Uma razão a mais para entender, com os dados da ciência cosmológica mais avançada, que a Terra possui dignidade e por isso é portadora de direitos, o que corresponde de nossa parte, deveres de cuidá-la, amá-la e mantê-la saudável para continuar a nos gerar e nos oferecer os bens e serviços que nos presta.

Essa é uma das mensagens centrais da encíclica do Papa Francisco “sobre o cuidado da Casa Comum”(2015). Na mesma linha vai a Carta da Terra, um dos documentos axiais da nova visão da realidade (2000) e dos valores que importa assumir para garantir sua vitalidade. O sonho coletivo que propõe não é o “desenvolvimento sustentável”, fruto da economia política dominante, anti-ecológica. Mas “um modo de vida sustentável” que resulta do cuidado para com a vida e com a Terra.
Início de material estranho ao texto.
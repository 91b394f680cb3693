//! The optional multi-level JSON cache (`enable_multi_level_cache`).
//!
//! Grounded on `original_source/src/cache_manager.py`'s three named levels
//! (NER, embedding, hypergraph), reimplemented as plain JSON maps rather than
//! the original's pickle/pyarrow hybrid — this implementation carries no
//! pickle analog (see SPEC_FULL.md §9's resolved Open Questions).

use std::collections::HashMap;
use std::path::{Path, PathBuf};

use serde::{Deserialize, Serialize};

use crate::error::{LinearRagError, Result};

#[derive(Debug, Clone, Default, Serialize, Deserialize)]
struct CacheLevel<V> {
    entries: HashMap<String, V>,
}

/// A single JSON-backed key/value level, loaded eagerly and flushed on every
/// write (the corpus is rebuilt once per `index()` run, not under load).
struct JsonCache<V> {
    path: PathBuf,
    level: CacheLevel<V>,
}

impl<V> JsonCache<V>
where
    V: Clone + Serialize + for<'de> Deserialize<'de>,
{
    fn open(path: PathBuf) -> Self {
        let level = match std::fs::read_to_string(&path) {
            Ok(contents) => serde_json::from_str(&contents).unwrap_or_else(|e| {
                tracing::warn!(error = %e, path = %path.display(), "corrupt cache level, starting empty");
                CacheLevel::default()
            }),
            Err(_) => CacheLevel::default(),
        };
        Self { path, level }
    }

    fn get(&self, key: &str) -> Option<&V> {
        self.level.entries.get(key)
    }

    fn put(&mut self, key: String, value: V) -> Result<()> {
        self.level.entries.insert(key, value);
        self.flush()
    }

    fn flush(&self) -> Result<()> {
        if let Some(parent) = self.path.parent() {
            std::fs::create_dir_all(parent).map_err(|e| LinearRagError::NamespaceWriteFailed {
                path: parent.display().to_string(),
                source: e,
            })?;
        }
        std::fs::write(&self.path, serde_json::to_string_pretty(&self.level)?)?;
        Ok(())
    }

    fn len(&self) -> usize {
        self.level.entries.len()
    }
}

/// The three cache levels `index()` consults before calling out to the NER
/// adapter, the embedding generator, or the hypergraph builder.
pub struct CacheManager {
    ner: JsonCache<Vec<String>>,
    embedding: JsonCache<Vec<f32>>,
    hypergraph: JsonCache<serde_json::Value>,
}

impl CacheManager {
    pub fn open(cache_dir: impl AsRef<Path>) -> Self {
        let dir = cache_dir.as_ref();
        Self {
            ner: JsonCache::open(dir.join("ner_cache.json")),
            embedding: JsonCache::open(dir.join("embedding_cache.json")),
            hypergraph: JsonCache::open(dir.join("hypergraph_cache.json")),
        }
    }

    pub fn cached_entities(&self, text: &str) -> Option<&Vec<String>> {
        self.ner.get(text)
    }

    pub fn cache_entities(&mut self, text: String, entities: Vec<String>) -> Result<()> {
        self.ner.put(text, entities)
    }

    pub fn cached_embedding(&self, text: &str) -> Option<&Vec<f32>> {
        self.embedding.get(text)
    }

    pub fn cache_embedding(&mut self, text: String, vector: Vec<f32>) -> Result<()> {
        self.embedding.put(text, vector)
    }

    pub fn cached_hypergraph_value(&self, key: &str) -> Option<&serde_json::Value> {
        self.hypergraph.get(key)
    }

    pub fn cache_hypergraph_value(&mut self, key: String, value: serde_json::Value) -> Result<()> {
        self.hypergraph.put(key, value)
    }

    pub fn embedding_cache_len(&self) -> usize {
        self.embedding.len()
    }
}

#[cfg(test)]
mod tests {
    use super::*;

    #[test]
    fn embedding_cache_round_trips_and_persists() {
        let dir = tempfile::tempdir().unwrap();
        {
            let mut cache = CacheManager::open(dir.path());
            cache
                .cache_embedding("aspirin".to_string(), vec![0.1, 0.2, 0.3])
                .unwrap();
        }
        let reloaded = CacheManager::open(dir.path());
        assert_eq!(
            reloaded.cached_embedding("aspirin"),
            Some(&vec![0.1, 0.2, 0.3])
        );
    }

    #[test]
    fn missing_cache_files_start_empty() {
        let dir = tempfile::tempdir().unwrap();
        let cache = CacheManager::open(dir.path());
        assert_eq!(cache.embedding_cache_len(), 0);
        assert!(cache.cached_entities("x").is_none());
    }
}
//! Tiered spreading-activation engine (SPEC_FULL.md §4.6).
//!
//! Grounded on `original_source/src/LinearRAG.py`'s activation spreading pass,
//! reimplemented as explicit frontier bookkeeping instead of recursion so the
//! iteration bound and the used-sentence set are easy to reason about.
//!
//! Entities are keyed by their canonicalized (lowercased) text rather than
//! their store hash throughout this module, since the scorer needs the text
//! to count occurrences in passages. Callers convert to the graph's hash
//! namespace only when building the PPR reset vector.

use std::collections::{HashMap, HashSet};

use crate::embedding_store::EmbeddingStore;
use crate::models::{hash_for, Embedding, Entity, Namespace};
use crate::ner::NerResult;

const DISTANCE_DECAY: f32 = 0.7;
const SENTENCE_NOISE_FLOOR: f32 = 0.25;

pub struct ActivationConfig {
    pub max_iterations: usize,
    pub iteration_threshold: f32,
    pub top_k_sentence: usize,
}

/// Output of a spreading-activation run: additive per-entity reset weights
/// and the tier at which each entity was first reached (seeds are tier 1),
/// both keyed by canonicalized entity text.
#[derive(Debug, Default)]
pub struct ActivationResult {
    pub entity_weights: HashMap<String, f32>,
    pub entity_tier: HashMap<String, u32>,
}

impl ActivationResult {
    pub fn activated_entities(&self) -> impl Iterator<Item = &String> {
        self.entity_weights.keys()
    }

    /// Reset-vector contribution keyed by the graph's entity hash namespace.
    pub fn to_hashed_weights(&self) -> HashMap<String, f32> {
        self.entity_weights
            .iter()
            .map(|(text, &score)| (hash_for(Namespace::Entity, text), score))
            .collect()
    }
}

pub struct ActivationEngine;

impl ActivationEngine {
    /// `seeds` are (canonical entity text, similarity). `ner` supplies the
    /// sentence→entities map used to spread activation.
    pub fn run(
        seeds: &[(String, f32)],
        ner: &NerResult,
        sentence_store: &EmbeddingStore,
        question_vector: &Embedding,
        config: &ActivationConfig,
    ) -> ActivationResult {
        let mut result = ActivationResult::default();
        if seeds.is_empty() {
            return result;
        }

        let entity_to_sentences = build_entity_to_sentences(ner);

        let mut frontier: HashMap<String, (f32, u32)> = HashMap::new();
        for (text, score) in seeds {
            let canon = Entity::canonicalize(text);
            frontier.insert(canon.clone(), (*score, 1));
            result.entity_tier.insert(canon.clone(), 1);
            *result.entity_weights.entry(canon).or_insert(0.0) += *score;
        }

        let mut used_sentences: HashSet<String> = HashSet::new();

        // The original's `while iteration < max_iterations` starts counting at
        // 1 (seeds already occupy tier 1), so it re-spreads exactly
        // `max_iterations - 1` times, not `max_iterations`.
        for _ in 0..config.max_iterations.saturating_sub(1) {
            let mut next_frontier: HashMap<String, (f32, u32)> = HashMap::new();

            for (entity_text, (score, tier)) in frontier.iter() {
                if *score < config.iteration_threshold {
                    continue;
                }
                let Some(sentences) = entity_to_sentences.get(entity_text) else {
                    continue;
                };

                let mut ranked: Vec<(String, f32)> = sentences
                    .iter()
                    .filter(|s| !used_sentences.contains(*s))
                    .filter_map(|s| {
                        sentence_store
                            .embedding_for_hash(&hash_for(Namespace::Sentence, s))
                            .map(|emb| (s.clone(), emb.cosine(question_vector)))
                    })
                    .collect();
                ranked.sort_by(|a, b| b.1.partial_cmp(&a.1).unwrap_or(std::cmp::Ordering::Equal));
                ranked.truncate(config.top_k_sentence);

                for (sentence, sigma) in ranked {
                    if sigma < SENTENCE_NOISE_FLOOR {
                        continue;
                    }
                    used_sentences.insert(sentence.clone());

                    let Some(entities_in_sentence) = ner.sentence_to_entities.get(&sentence)
                    else {
                        continue;
                    };

                    let decay = if *tier > 1 { DISTANCE_DECAY } else { 1.0 };
                    let propagated = score * sigma * decay;
                    if propagated < config.iteration_threshold {
                        continue;
                    }

                    for mention in entities_in_sentence {
                        let canon = Entity::canonicalize(mention);
                        if canon.is_empty() {
                            continue;
                        }
                        *result.entity_weights.entry(canon.clone()).or_insert(0.0) += propagated;
                        let next_tier = tier + 1;
                        result
                            .entity_tier
                            .entry(canon.clone())
                            .and_modify(|t| *t = (*t).min(next_tier))
                            .or_insert(next_tier);
                        next_frontier
                            .entry(canon)
                            .and_modify(|(s, t)| {
                                if propagated > *s {
                                    *s = propagated;
                                }
                                *t = next_tier;
                            })
                            .or_insert((propagated, next_tier));
                    }
                }
            }

            if next_frontier.is_empty() {
                break;
            }
            frontier = next_frontier;
        }

        result
    }
}

fn build_entity_to_sentences(ner: &NerResult) -> HashMap<String, Vec<String>> {
    let mut map: HashMap<String, Vec<String>> = HashMap::new();
    for (sentence, entities) in &ner.sentence_to_entities {
        for mention in entities {
            let canon = Entity::canonicalize(mention);
            if canon.is_empty() {
                continue;
            }
            map.entry(canon).or_default().push(sentence.clone());
        }
    }
    map
}

#[cfg(test)]
mod tests {
    use super::*;
    use crate::models::Namespace;

    #[test]
    fn seed_with_no_matching_sentences_only_seeds_itself() {
        let mut ner = NerResult::default();
        ner.sentence_to_entities.insert(
            "irrelevant sentence".to_string(),
            HashSet::from(["ibuprofen".to_string()]),
        );
        let dir = tempfile::tempdir().unwrap();
        let sentence_store = EmbeddingStore::open(Namespace::Sentence, dir.path().join("s.parquet"), 8);
        let question_vector = Embedding::new(vec![1.0, 0.0]);

        let seeds = vec![("aspirin".to_string(), 0.9)];
        let config = ActivationConfig {
            max_iterations: 2,
            iteration_threshold: 0.3,
            top_k_sentence: 5,
        };
        let result = ActivationEngine::run(&seeds, &ner, &sentence_store, &question_vector, &config);
        assert_eq!(result.entity_weights.len(), 1);
        assert_eq!(result.entity_weights["aspirin"], 0.9);
    }

    #[test]
    fn empty_seeds_yields_empty_result() {
        let ner = NerResult::default();
        let dir = tempfile::tempdir().unwrap();
        let sentence_store = EmbeddingStore::open(Namespace::Sentence, dir.path().join("s.parquet"), 8);
        let question_vector = Embedding::new(vec![1.0, 0.0]);
        let config = ActivationConfig {
            max_iterations: 2,
            iteration_threshold: 0.3,
            top_k_sentence: 5,
        };
        let result = ActivationEngine::run(&[], &ner, &sentence_store, &question_vector, &config);
        assert!(result.entity_weights.is_empty());
    }

    #[test]
    fn activation_spreads_to_co_mentioned_entities_above_noise_floor() {
        let mut ner = NerResult::default();
        ner.sentence_to_entities.insert(
            "aspirin and ibuprofen both reduce headache".to_string(),
            HashSet::from(["aspirin".to_string(), "ibuprofen".to_string()]),
        );
        let dir = tempfile::tempdir().unwrap();
        let mut sentence_store =
            EmbeddingStore::open(Namespace::Sentence, dir.path().join("s.parquet"), 8);
        // Manually insert a sentence embedding identical to the question vector
        // so cosine similarity is 1.0, well above the noise floor.
        let generator = crate::embedding::ResilientEmbeddings::new(
            crate::embedding::DeterministicEmbeddings::new(4),
        );
        tokio_test::block_on(sentence_store.insert_text(
            &["aspirin and ibuprofen both reduce headache".to_string()],
            &generator,
        ))
        .unwrap();
        let question_vector = sentence_store
            .embedding_for_hash(&hash_for(
                Namespace::Sentence,
                "aspirin and ibuprofen both reduce headache",
            ))
            .unwrap()
            .clone();

        let seeds = vec![("aspirin".to_string(), 0.9)];
        let config = ActivationConfig {
            max_iterations: 2,
            iteration_threshold: 0.3,
            top_k_sentence: 5,
        };
        let result = ActivationEngine::run(&seeds, &ner, &sentence_store, &question_vector, &config);
        assert!(result.entity_weights.contains_key("ibuprofen"));
    }
}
Este sonho supõe entender “a humanidade como parte de um vasto universo em evolução” e a “Terra como nosso lar e viva”; implica também “viver o espírito de parentesco com toda a vida”, “com reverência o mistério da existência, com gratidão, o dom da vida e com humildade, nosso lugar na natureza”(Preâmbulo). Propõe uma ética do cuidado que utiliza racionalmente os bens escassos para não prejudicar o capital natural nem as gerações futuras; elas também têm direito a um Planeta sustentável e com boa qualidade de vida. Isso somente ocorrerá se respeitarmos a dignidade da Terra e os direitos que ela tem de ser cuidada e guardada para todos os seres, também os futuros.

Agora pode começar o tempo de uma biocivilização, na qual Terra e Humanidade, dignas e com direitos, reconhecem a recíproca pertença, de origem e de destino comum.